Sam Kibara, a business risk analyst, says all businesses have their seasons. He gives an example of a small hotel that experiences an upward surge in customers in the morning or around lunchtime, or bookshop owners and school uniform fitters who have a high season every January and spikes beginning of subsequent terms. 

“A cycle can be as short as a day and as long as a whole year,” he says. 

Business relevance

Kibara says every business must estimate the revenue during these seasons and spread it across their fixed and variable expenses. 

“What Covid-19 has done is it has not only interrupted the cycle but also business processes,” he says. An example of this is that businesses that used to do a lot of photocopies ended up doing scans. 

As such one must realise the direction the business is taking. 

Kibara says the longevity and sustainability of a business depends on if it answers the question of the day. 

For example, if you are moving from photocopying to scanning, do you now have to do more scans than photocopies for you to remain in business? 

One way of determining how your enterprise is fairing is by doing business process analysis. 

This should determine whether the business will be sustainable if you continue running it the way you are doing today. 

“If I continue doing the business this way, are there other options I can do it? This is normally done for bigger businesses, which have very elaborate processes,” says Kibara.

Stress testing

The other way is by doing stress testing. 

“You want to know what is the minimum operation you can do to allow you to continue in business even though you are not making money for yourself,” Kibara says. “Even a small business needs to know that.”
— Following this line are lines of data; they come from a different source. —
//! klinevault CLI - Binance historical kline downloader and indexer.

use anyhow::{Context, Result};
use clap::{Args, CommandFactory, Parser, Subcommand};
use klinevault_lib::prelude::*;
use std::path::PathBuf;
use tracing_subscriber::EnvFilter;

mod commands;
mod display;

#[derive(Parser)]
#[command(name = "klinevault")]
#[command(about = "Binance historical kline downloader and indexer", long_about = None)]
#[command(version)]
struct Cli {
    #[command(subcommand)]
    command: Option<Commands>,

    /// Verbosity level (-v, -vv, -vvv)
    #[arg(short, long, action = clap::ArgAction::Count, global = true)]
    verbose: u8,

    /// Quiet mode (suppress progress output and non-error logs)
    #[arg(short, long, global = true)]
    quiet: bool,
}

/// Archive selection shared by every command.
#[derive(Args)]
struct MarketArgs {
    /// Market segment (spot, um, cm). Defaults to DEFAULT_TRADE or spot.
    #[arg(long)]
    trade: Option<TradeType>,

    /// Kline interval (e.g. 1m, 1h, 1d). Defaults to DEFAULT_INTERVAL or 1m.
    #[arg(long)]
    interval: Option<Interval>,

    /// Data kind. Only klines can be downloaded.
    #[arg(long)]
    kind: Option<DataKind>,

    /// Local data directory. Defaults to DATA_DIRECTORY or ./data.
    #[arg(long)]
    data_dir: Option<PathBuf>,
}

/// Time window bounds.
#[derive(Args)]
struct WindowArgs {
    /// Window start, inclusive (YYYY-MM-DD or RFC 3339). Defaults to the first archived month.
    #[arg(short, long)]
    start: Option<String>,

    /// Window end, exclusive (YYYY-MM-DD or RFC 3339). Defaults to the end of yesterday.
    #[arg(short, long)]
    end: Option<String>,
}

#[derive(Subcommand)]
enum Commands {
    /// Download every shard covering the window
    Download {
        /// Symbols (e.g. BTCUSDT ETHUSDT)
        #[arg(required = true)]
        symbols: Vec<Symbol>,

        #[command(flatten)]
        window: WindowArgs,

        #[command(flatten)]
        market: MarketArgs,

        /// Concurrent shard downloads per symbol
        #[arg(long)]
        batch_size: Option<usize>,
    },

    /// Show the shards covering the window
    Plan {
        /// Symbol (e.g. BTCUSDT)
        symbol: Symbol,

        #[command(flatten)]
        window: WindowArgs,

        #[command(flatten)]
        market: MarketArgs,

        /// Only show shards missing locally
        #[arg(long)]
        truncate: bool,
    },

    /// List archived date keys
    Dates {
        /// Symbol (e.g. BTCUSDT)
        symbol: Symbol,

        /// Listing granularity (monthly, daily)
        #[arg(short, long, default_value = "monthly")]
        granularity: Granularity,

        #[command(flatten)]
        market: MarketArgs,
    },

    /// Index local shards and show a summary of the window
    Inspect {
        /// Symbol (e.g. BTCUSDT)
        symbol: Symbol,

        #[command(flatten)]
        window: WindowArgs,

        #[command(flatten)]
        market: MarketArgs,

        /// Download missing shards first
        #[arg(long)]
        download: bool,

        /// Rows to print from each end
        #[arg(long, default_value = "3")]
        head: usize,
    },
}

/// Installs the stderr log subscriber. `RUST_LOG` wins over `-v`/`-q`.
fn init_tracing(verbose: u8, quiet: bool) {
    let level = if quiet {
        "error"
    } else {
        match verbose {
            0 => "warn",
            1 => "info",
            2 => "debug",
            _ => "trace",
        }
    };
    let filter = EnvFilter::try_from_default_env().unwrap_or_else(|_| EnvFilter::new(level));
    tracing_subscriber::fmt()
        .with_env_filter(filter)
        .with_writer(std::io::stderr)
        .with_target(false)
        .init();
}

/// Loads `.env` and the environment, then applies command-line overrides.
fn load_config(market: &MarketArgs, batch_size: Option<usize>) -> Result<VaultConfig> {
    dotenvy::dotenv().ok();
    let mut config = VaultConfig::from_env().context("Invalid environment configuration")?;

    if let Some(trade) = market.trade {
        config.trade = trade;
    }
    if let Some(interval) = market.interval {
        config.interval = interval;
    }
    if let Some(kind) = market.kind {
        config.kind = kind;
    }
    if let Some(dir) = &market.data_dir {
        config.data_root.clone_from(dir);
    }
    if let Some(batch_size) = batch_size {
        config.batch_size = batch_size;
    }
    config.validate()?;
    Ok(config)
}

#[tokio::main]
async fn main() -> Result<()> {
    let cli = Cli::parse();
    init_tracing(cli.verbose, cli.quiet);

    // Show help if no command provided
    let Some(command) = cli.command else {
        Cli::command().print_help()?;
        return Ok(());
    };

    match command {
        Commands::Download {
            symbols,
            window,
            market,
            batch_size,
        } => {
            let config = load_config(&market, batch_size)?;
            commands::download::download(&config, &symbols, &window, cli.quiet).await
        }
        Commands::Plan {
            symbol,
            window,
            market,
            truncate,
        } => {
            let config = load_config(&market, None)?;
            commands::plan::show_plan(&config, &symbol, &window, truncate).await
        }
        Commands::Dates {
            symbol,
            granularity,
            market,
        } => {
            let config = load_config(&market, None)?;
            commands::dates::list_dates(&config, &symbol, granularity).await
        }
        Commands::Inspect {
            symbol,
            window,
            market,
            download,
            head,
        } => {
            let config = load_config(&market, None)?;
            commands::inspect::inspect(&config, &symbol, &window, download, head, cli.quiet).await
        }
    }
}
“At the end of the month, you need to know how much money has come to be able to pay the rent and salaries, and at least to make sure the business can continue inclusive of the wear and tear of machines.”

If a business is not meeting all these, he says, then you can be sure that if you go continuously for three to six months, then that business will collapse. 

“That part of stress testing is a fundamental part of what we all do in business continuity management, where when the business is doing well, you need to invest in business continuity challenges,” says Kibara. 

“It is actually more of scenario building, like what will I do if for a month I can’t sell or there’s disruption in the business premises.”

He says with these two tools - business process analysis and stress testing - even a mama mboga should be able to tell how their business is doing.

Fashion retailer Amondi says she normally uses the high season in December to compensate for the low seasons. “Meaning, if we make three times as much, we pay forward our bills, like our January rents are paid in December.

“That is what we should do, but we have been on a low season since Covid-19 was announced two years ago,” she says.